You sound pretty serious, and there have been a lot of arguements at TBT lately, it wouldn't surprise me if this was true...


On the other hand, its April Fools Day. I would think if you were going to announce something like this, you might have saved it for tommorow, or posted it yesterday...

**Gengar*is confused.


----------



## Triforce3force (Apr 1, 2007)

Gengar said:
			
		

> Okay...I don't know if I should believe this one...
> 
> You sound pretty serious, and there have been a lot of arguements at TBT lately, it wouldn't surprise me if this was true...
> 
> ...


----------



## Zelandonia (Apr 1, 2007)

Nice try.


----------



## Grawr (Apr 1, 2007)

Zelandonia said:
			
		

> Nice try.


 So, you don't think he sounds convincing at all?

He said a specific day, even...


 :wacko: 

**Gengar*remains confused.


----------



## Sporge27 (Apr 1, 2007)

Oh come on now  odd, these arguments are nothing new to the sage stff relation.
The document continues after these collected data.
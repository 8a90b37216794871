//! `[serve]` section configuration.
//!
//! # Example
//!
//! ```toml
//! [serve]
//! interface = "127.0.0.1"     # Network interface (127.0.0.1 = localhost only)
//! port = 5277                 # HTTP port number
//! ```
//!
//! Use `interface = "0.0.0.0"` to make the preview reachable from the LAN.

use serde::{Deserialize, Serialize};
use std::net::{IpAddr, Ipv4Addr};

/// Preview server settings.
#[derive(Debug, Clone, Serialize, Deserialize)]
#[serde(default)]
pub struct ServeConfig {
    /// Network interface to bind.
    pub interface: IpAddr,

    /// HTTP port number.
    pub port: u16,
}

impl Default for ServeConfig {
    fn default() -> Self {
        Self {
            interface: IpAddr::V4(Ipv4Addr::LOCALHOST),
            port: 5277,
        }
    }
}

#[cfg(test)]
mod tests {
    use crate::config::test_parse_config;
    use std::net::{IpAddr, Ipv4Addr, Ipv6Addr};

    #[test]
    fn test_partial_section_keeps_defaults() {
        let config = test_parse_config("[serve]\nport = 8080");
        assert_eq!(config.serve.port, 8080);
        assert_eq!(config.serve.interface, IpAddr::V4(Ipv4Addr::LOCALHOST));

        let config = test_parse_config("[serve]\ninterface = \"::1\"");
        assert_eq!(config.serve.interface, IpAddr::V6(Ipv6Addr::LOCALHOST));
        assert_eq!(config.serve.port, 5277);
    }

    #[test]
    fn test_invalid_interface_rejected() {
        let result = crate::config::SiteConfig::parse_with_ignored("[serve]\ninterface = \"localhost\"");
        assert!(result.is_err());
    }
}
<small><small><small><small><small><small><small> Silly sages, trix are for kids!</small></small></small></small></small></small></small>


----------



## Bulerias (Apr 1, 2007)

Odd, dude, we already talked about keeping this Sage-Staff ONLY. :\


----------



## Jman (Apr 1, 2007)

April Fools?


----------



## Tyler (Apr 1, 2007)

Bulerias said:
			
		

> Odd, dude, we already talked about keeping this Sage-Staff ONLY. :\


Well SORRY... They would have found out anyway. >_>


----------



## Tennis=Life (Apr 1, 2007)

Odd you really shouldn't have told the members, at least not now.  They would've found out normally on April 6.  Well, it was fun being a Sage but I'm still green I would be a Coconut Tree rank.  Well, I hope we have fun for these last few days.


----------



## Zero_13 (Apr 1, 2007)

Like I said in the Sage Board, I wouldn't mind going back to member >_>


----------



## Furry Sparks (Apr 1, 2007)

Why the hell did you tell them? They weren't supposed to know... >_>


----------



## ac1983fan (Apr 1, 2007)

I hope this is true.... we need to get rid of ranks, too.  Just have admins, mods, and members.


----------



## Tennis=Life (Apr 1, 2007)

ZERO_13 said:
			
		

> Like I said in the Sage Board, I wouldn't mind going back to member >_>


 Yeah, I guess we'll be fine.    
:'(


----------



## Furry Sparks (Apr 1, 2007)

Super_Naruto said:
			
		

> ZERO_13 said:
> 
> 
> 
> ...


 I will, I really don't care that much. It was getting really ******** in that board =/


----------



## DarthGohan1 (Apr 1, 2007)

Wow... I guess taking sides with the Sages on top of a recent 'argument' with an admin gets me in trouble... what the #&$%.



QUOTE  
QUOTE  
QUOTE  
QUOTE  
QUOTE  
QUOTE  
QUOTE  
I really feel like I'm completely out of the loop as to what's going on here... I wish you and Storm would lemme know some stuff that's being planned, instead of keeping me in the dark. 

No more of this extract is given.